1. “For your throat’s sake, smoke,” – cigarette advert on Brixton Road.
These photos were taken by James Lewis, a planetary geology PhD student at Imperial College, London.
He used to live in Brixton, where every day he would pass this sign. He tells BuzzFeed: “It was an interesting and slightly disturbing glimpse into the advertising and attitudes of the past. It’s faded quite heavily and I wondered how many other old signs told an interesting story but were rapidly disappearing.
“I started searching for other signs in mid 2013, I located them by walking around areas packed with the old brick buildings on which painted signs tend to have been preserved.”
The origin and history of many of the signs is obscure, with the full name of the shop of the brand having washed away after decades of rain, but for Lewis this is part of attraction:
“In a way that’s why I find them interesting, It’s a piece of history that will never be as glamorous or analysed to the level of the doings of monarchs, politicians or generals but they say a lot about the attitudes, designs and language of everyday people in the past. They also seem more tangible than a dusty relic in a museum.”
2. An advert for BP Energol, on Poland Street, Soho.
James says: “These adverts are quite hard to find as they’re just inside the entrance of a car park on Poland Street.”
3. Old shop sign for Donovan Bros, a paper bag seller, at the top of Crispin Street, Spitalfields.
4. Walker Bros. fountain pen shop, Stoke Newington High Street.
5. Criterion Matches, on Messina Avenue, off Kilburn High Road.
6. Advert for the Courage brewery, at the junction of Redcross Way and Park Street, near Borough Market.
8. “Scales, weights and weighing machines,” on Gray’s Inn Road, near Kings Cross.
9. Cedars Motor Engineering Company, on Cedars Road, near Clapham.
The sign says “Horses bought or sold. Horses and carriages jobbed for any period.”
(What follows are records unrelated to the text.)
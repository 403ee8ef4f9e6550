//! # Record Codec
//!
//! Remote peers exchange flat JSON objects, one per line:
//!
//! ```text
//! {"id": 153576300, "type": 2, "dpid": 1, "port": 3, ..., "data": "3q2+7w=="}
//! ```
//!
//! `id` is the publisher, `type` the wire event id; payload fields follow.
//! Replies add `"return"`. Handshakes use the reply channel and are
//! prefixed with `#`.

use crate::error::{CodecError, HandshakeError};
use nos_types::{EventKind, EventPayload, LogMsg, PayloadKind};
use serde::{Deserialize, Serialize};
use serde_json::{json, Map, Value};

/// First character of handshake records.
pub const HANDSHAKE_PREFIX: char = '#';

/// Identity a remote peer presents on connect.
#[derive(Debug, Clone, PartialEq, Eq, Serialize, Deserialize)]
pub struct Handshake {
    pub id: u32,
    pub name: String,
}

/// A decoded event record.
#[derive(Debug, Clone, PartialEq)]
pub struct EventRecord<K> {
    pub publisher: u32,
    pub event: K,
    pub payload: EventPayload,
}

fn payload_fields(payload: &EventPayload) -> Result<Map<String, Value>, CodecError> {
    let value = match payload {
        EventPayload::Raw(p) => serde_json::to_value(p)?,
        EventPayload::Switch(p) => serde_json::to_value(p)?,
        EventPayload::Port(p) => serde_json::to_value(p)?,
        EventPayload::Host(p) => serde_json::to_value(p)?,
        EventPayload::PktIn(p) => serde_json::to_value(p)?,
        EventPayload::PktOut(p) => serde_json::to_value(p)?,
        EventPayload::Flow(p) => serde_json::to_value(p)?,
        EventPayload::Resource(p) => serde_json::to_value(p)?,
        EventPayload::Traffic(p) => serde_json::to_value(p)?,
        EventPayload::Log(msg) => json!({ "msg": msg }),
    };
    match value {
        Value::Object(map) => Ok(map),
        _ => Err(CodecError::NotAnObject),
    }
}

/// Decode the payload fields of `record` as `kind`. Unrelated keys are
/// ignored and missing ones default to zero.
pub fn decode_payload(kind: PayloadKind, record: &Map<String, Value>) -> Result<EventPayload, CodecError> {
    let value = Value::Object(record.clone());
    Ok(match kind {
        PayloadKind::Raw => EventPayload::Raw(serde_json::from_value(value)?),
        PayloadKind::Switch => EventPayload::Switch(serde_json::from_value(value)?),
        PayloadKind::Port => EventPayload::Port(serde_json::from_value(value)?),
        PayloadKind::Host => EventPayload::Host(serde_json::from_value(value)?),
        PayloadKind::PktIn => EventPayload::PktIn(serde_json::from_value(value)?),
        PayloadKind::PktOut => EventPayload::PktOut(serde_json::from_value(value)?),
        PayloadKind::Flow => EventPayload::Flow(serde_json::from_value(value)?),
        PayloadKind::Resource => EventPayload::Resource(serde_json::from_value(value)?),
        PayloadKind::Traffic => EventPayload::Traffic(serde_json::from_value(value)?),
        PayloadKind::Log => EventPayload::Log(serde_json::from_value::<LogMsg>(value)?.msg),
    })
}

fn parse_object(line: &str) -> Result<Map<String, Value>, CodecError> {
    match serde_json::from_str::<Value>(line.trim())? {
        Value::Object(map) => Ok(map),
        _ => Err(CodecError::NotAnObject),
    }
}

fn int_field(map: &Map<String, Value>, key: &'static str) -> Option<i64> {
    map.get(key).and_then(Value::as_i64)
}

/// Encode an event record.
pub fn encode_event<K: EventKind>(
    publisher: u32,
    event: K,
    payload: &EventPayload,
) -> Result<String, CodecError> {
    let mut map = payload_fields(payload)?;
    map.insert("id".into(), json!(publisher));
    map.insert("type".into(), json!(event.id()));
    Ok(Value::Object(map).to_string())
}

/// Decode an event record. Zero publisher ids and unknown types are
/// rejected.
pub fn decode_event<K: EventKind>(line: &str) -> Result<EventRecord<K>, CodecError> {
    let map = parse_object(line)?;

    let publisher = map
        .get("id")
        .and_then(Value::as_u64)
        .ok_or(CodecError::MissingField("id"))?;
    if publisher == 0 {
        return Err(CodecError::ZeroId);
    }
    let publisher = u32::try_from(publisher).map_err(|_| CodecError::MissingField("id"))?;

    let raw_type = map
        .get("type")
        .and_then(Value::as_u64)
        .ok_or(CodecError::MissingField("type"))?;
    let event = u16::try_from(raw_type)
        .ok()
        .and_then(K::from_id)
        .ok_or(CodecError::UnknownEvent(raw_type))?;

    let payload = decode_payload(event.payload_kind(), &map)?;
    Ok(EventRecord {
        publisher,
        event,
        payload,
    })
}

/// Encode a reply record: the (possibly modified) payload plus `return`.
/// Without a payload only `return` is sent.
pub fn encode_reply<K: EventKind>(
    publisher: u32,
    event: K,
    payload: Option<&EventPayload>,
    ret: i32,
) -> Result<String, CodecError> {
    let mut map = match payload {
        Some(payload) => {
            let mut map = payload_fields(payload)?;
            map.insert("id".into(), json!(publisher));
            map.insert("type".into(), json!(event.id()));
            map
        }
        None => Map::new(),
    };
    map.insert("return".into(), json!(ret));
    Ok(Value::Object(map).to_string())
}

/// Reply carrying only a failure code.
#[must_use]
pub fn encode_failure() -> String {
    json!({ "return": -1 }).to_string()
}

/// Decode a reply. Returns the `return` code (0 if absent) and the payload
/// decoded as `kind`.
pub fn decode_reply(kind: PayloadKind, line: &str) -> Result<(i32, EventPayload), CodecError> {
    let map = parse_object(line)?;
    let ret = int_field(&map, "return").unwrap_or(0) as i32;
    let payload = decode_payload(kind, &map)?;
    Ok((ret, payload))
}

/// Whether a line is a handshake record.
#[must_use]
pub fn is_handshake(line: &str) -> bool {
    line.trim_start().starts_with(HANDSHAKE_PREFIX)
}

pub fn encode_handshake(handshake: &Handshake) -> Result<String, CodecError> {
    Ok(format!("{HANDSHAKE_PREFIX}{}", serde_json::to_string(handshake)?))
}

pub fn decode_handshake(line: &str) -> Result<Handshake, HandshakeError> {
    let body = line
        .trim()
        .strip_prefix(HANDSHAKE_PREFIX)
        .ok_or(HandshakeError::Malformed)?;
    serde_json::from_str(body).map_err(|_| HandshakeError::Malformed)
}

#[must_use]
pub fn encode_handshake_reply(accepted: bool) -> String {
    let ret = if accepted { 0 } else { -1 };
    format!("{HANDSHAKE_PREFIX}{}", json!({ "return": ret }))
}

pub fn decode_handshake_reply(line: &str) -> Result<i32, CodecError> {
    let body = line
        .trim()
        .strip_prefix(HANDSHAKE_PREFIX)
        .ok_or(CodecError::NotAnObject)?;
    let map = parse_object(body)?;
    Ok(int_field(&map, "return").unwrap_or(0) as i32)
}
11. A Salvation Army centre, at the junction of Old Street and Whitecross Street.
12. Cigarette advert on the side of flats in Dingley Road, Islington.
As James points out, this advert’s message appears to be: “You should only buy cigarettes from zombie cats with fine facial hair.”
13. A dispensing chemist, on the junction of Cloudesley Road and Thornhill Road.
14. Redfern’s Rubber Mats, on the corner of Lambourn Road and Wandsworth Road.
15. Robey & Co Ltd, on the junction of Tyssen Road and Stoke Newington High Street.
16. Advert for the London and North Eastern Railway (LNER), on Heath Hurst Road near Hampstead Heath.
17. Advert for Meggezones, “the cough healer”, on Noyna Road, near Tooting Bec Station.
18. The former Warings factory in Shepperton Road, Islington.
19. “Cures, wounds and sores,” on the side of a house in Regent Square.
20. An old estate agent on Heath Street, near Hampstead Heath.
21. Deane & Co. Chemists, on the Pavement next to Clapham Commons.
22. The Monster Ready Made & Bespoke Clothing Establishment, on Borough High Street.
23. John Hawkins and Sons, cotton spinners, above a greengrocers in Stoke Newington.
24. Our Sons menswear shop, off Electric Avenue in Brixton.
25. Percy Dalton, nut importers and roasters, on Crispin Street, Spitalfields.
26. Windover Pianos, above a betting shop on Wandsworth High Street.
27. B. Flegg, saddler and harness maker, at Monmouth Street, south of Seven Dials.